2025 AIChE Annual Meeting

(182b) High-Accuracy Nanopore Sequencing to Quantify Replication Fidelity of Unnatural Base Pairs

Authors

Jayson R. Sumabat, University of Washington
Jorge A. Marchand, University of California, Berkeley
Innovations in sequencing, synthesis, and manipulation of nucleic acids, built around the 4-letter DNA alphabet (A, T, G, C), have driven major advances in medicine, genomics, and synthetic biology. Yet, research over the last three decades has shown that expanding the genetic alphabet to six or more letters is possible, offering new opportunities for biotechnology. Unnatural base pairing xeno nucleic acids (ubp XNAs) are synthetic nucleotides that maintain base pairing complementarity while remaining orthogonal to the natural bases. These ubp XNAs exhibit diverse structures, ranging from isomers of standard bases (isoG:isoC) to entirely novel hydrophobic pairs. However, the absence of next-generation sequencing tools for ubp XNAs has prevented high-throughput omics studies, limiting research progress. Further, replication errors often revert ubp XNAs to natural bases during replication, posing a significant challenge for routine molecular biology workflows and faithful retention of ubp XNAs in vivo.
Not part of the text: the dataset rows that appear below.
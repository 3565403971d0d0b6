//! Element descriptors: comparison-ready views of raw sequence elements
//!
//! Each element is normalized once per call into an [`ElementDescriptor`]
//! carrying the value, an optional identity key, and the fingerprint used for
//! equality. Extractors are caller-supplied; when absent the key is `None` and
//! the fingerprint is the value itself.

use std::fmt;

use compact_str::CompactString;

use crate::error::{DiffError, DiffResult};

// =============================================================================
// Field access
// =============================================================================

/// Record-like values that expose named fields.
///
/// Backs the [`KeyExtractor::Field`] shorthand: `key_field("id")` reads the
/// `id` field off every element. A missing field yields no key.
pub trait FieldAccess {
    /// Type of a field value
    type Field;

    /// Read a field by name
    fn field(&self, name: &str) -> Option<Self::Field>;
}

impl<V: Clone, S: std::hash::BuildHasher> FieldAccess for std::collections::HashMap<String, V, S> {
    type Field = V;

    fn field(&self, name: &str) -> Option<V> {
        self.get(name).cloned()
    }
}

impl<V: Clone> FieldAccess for std::collections::BTreeMap<String, V> {
    type Field = V;

    fn field(&self, name: &str) -> Option<V> {
        self.get(name).cloned()
    }
}

// =============================================================================
// Extractors
// =============================================================================

/// Resolved key extractor: `None` means the element has no key.
pub type KeyFn<'f, T, K> = Box<dyn Fn(&T) -> DiffResult<Option<K>> + Send + Sync + 'f>;

/// Boxed hash extractor.
pub type HashFn<'f, T, H> = Box<dyn Fn(&T) -> DiffResult<H> + Send + Sync + 'f>;

/// Box a fallible extractor.
pub(crate) fn boxed<'f, T, X>(
    f: impl Fn(&T) -> DiffResult<X> + Send + Sync + 'f,
) -> Box<dyn Fn(&T) -> DiffResult<X> + Send + Sync + 'f> {
    Box::new(f)
}

/// How to derive an identity key from an element.
pub enum KeyExtractor<'f, T, K> {
    /// Arbitrary function of the element
    Func(KeyFn<'f, T, K>),
    /// Named field of a record-like element
    Field {
        /// Field name
        name: CompactString,
        /// Accessor captured when the extractor was built
        read: fn(&T, &str) -> Option<K>,
    },
}

impl<'f, T, K> KeyExtractor<'f, T, K> {
    /// Key by a function. Every element gets a key.
    pub fn func(f: impl Fn(&T) -> K + Send + Sync + 'f) -> Self {
        Self::Func(boxed(move |value: &T| Ok(Some(f(value)))))
    }

    /// Key by a function that may report "no key" with `None`.
    pub fn func_opt(f: impl Fn(&T) -> Option<K> + Send + Sync + 'f) -> Self {
        Self::Func(boxed(move |value: &T| Ok(f(value))))
    }

    /// Key by a function that can fail; a failure aborts the diff.
    pub fn try_func<E: fmt::Display>(f: impl Fn(&T) -> Result<Option<K>, E> + Send + Sync + 'f) -> Self {
        Self::Func(boxed(move |value: &T| f(value).map_err(DiffError::extractor)))
    }

    /// Key by a named field.
    pub fn field(name: impl Into<CompactString>) -> Self
    where
        T: FieldAccess<Field = K>,
    {
        Self::Field {
            name: name.into(),
            read: |value, name| value.field(name),
        }
    }

    /// Resolve into one uniform callable for the duration of a call.
    pub fn resolve(&self) -> KeyFn<'_, T, K> {
        match self {
            Self::Func(f) => boxed(move |value: &T| f(value)),
            Self::Field { name, read } => {
                let read = *read;
                boxed(move |value: &T| Ok(read(value, name)))
            }
        }
    }
}

impl<T, K> fmt::Debug for KeyExtractor<'_, T, K> {
    fn fmt(&self, f: &mut fmt::Formatter<'_>) -> fmt::Result {
        match self {
            Self::Func(_) => f.write_str("KeyExtractor::Func(..)"),
            Self::Field { name, .. } => write!(f, "KeyExtractor::Field({name:?})"),
        }
    }
}

// =============================================================================
// Descriptors
// =============================================================================

/// Value used for equality comparison.
///
/// Defaults to the element itself; a hash extractor replaces it with a
/// derived value. Both descriptors of one call always hold the same variant.
#[derive(Debug, Clone, Copy)]
pub enum Fingerprint<'a, T, H> {
    /// The raw element
    Value(&'a T),
    /// Output of the hash extractor
    Derived(H),
}

impl<T: PartialEq, H: PartialEq> PartialEq for Fingerprint<'_, T, H> {
    fn eq(&self, other: &Self) -> bool {
        match (self, other) {
            (Self::Value(a), Self::Value(b)) => a == b,
            (Self::Derived(a), Self::Derived(b)) => a == b,
            _ => false,
        }
    }
}

/// Normalized per-element record.
#[derive(Debug, Clone)]
pub struct ElementDescriptor<'a, T, K, H> {
    /// The raw element
    pub value: &'a T,
    /// Identity key, if a key extractor produced one
    pub key: Option<K>,
    /// Equality fingerprint
    pub hash: Fingerprint<'a, T, H>,
}

/// Build one descriptor per element, preserving order.
///
/// Stops at the first extractor failure; no partial list is returned.
pub fn build_descriptors<'a, T, K, H>(
    items: &'a [T],
    key: Option<&KeyFn<'_, T, K>>,
    hash: Option<&HashFn<'_, T, H>>,
) -> DiffResult<Vec<ElementDescriptor<'a, T, K, H>>> {
    items
        .iter()
        .map(|value| {
            let key = match key {
                Some(f) => f(value)?,
                None => None,
            };
            let hash = match hash {
                Some(f) => Fingerprint::Derived(f(value)?),
                None => Fingerprint::Value(value),
            };
            Ok(ElementDescriptor { value, key, hash })
        })
        .collect()
}

/// Descriptors without extractors: no keys, each element is its own
/// fingerprint.
pub fn plain_descriptors<T>(items: &[T]) -> Vec<ElementDescriptor<'_, T, (), ()>> {
    items
        .iter()
        .map(|value| ElementDescriptor {
            value,
            key: None,
            hash: Fingerprint::Value(value),
        })
        .collect()
}

// =============================================================================
// Tests
// =============================================================================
Here, we present next-generation sequencing techniques to sequence ubp XNAs with high accuracy. Using nanopore sequencing, we train recurrent neural network models to sequence hydrogen bonding and non-hydrogen bonding ubp XNAs, achieving accuracy of up to 99%. We then apply these models to study ubp XNA loss during replication by tailoring models to detect known replication error modes. By combining theory, simulations, and high-throughput assays, we are able to assess the replication fidelity landscape of diverse ubp XNAs and provide new insights into replication errors. Using multiplexed condition screening (polymerase, pH, nucleotide concentration, etc.), we also report conditions that lead to significantly enhanced replication fidelity of the highly error-prone isoG:Me-isoC pair in a 6-letter PCR reaction (>98% fidelity per replication). By developing high-throughput sequencing techniques and answering open questions in ubp XNA replication, we are closing critical technology and knowledge gaps in the field, accelerating the development of xeno-nucleic acid technologies for synthetic biology.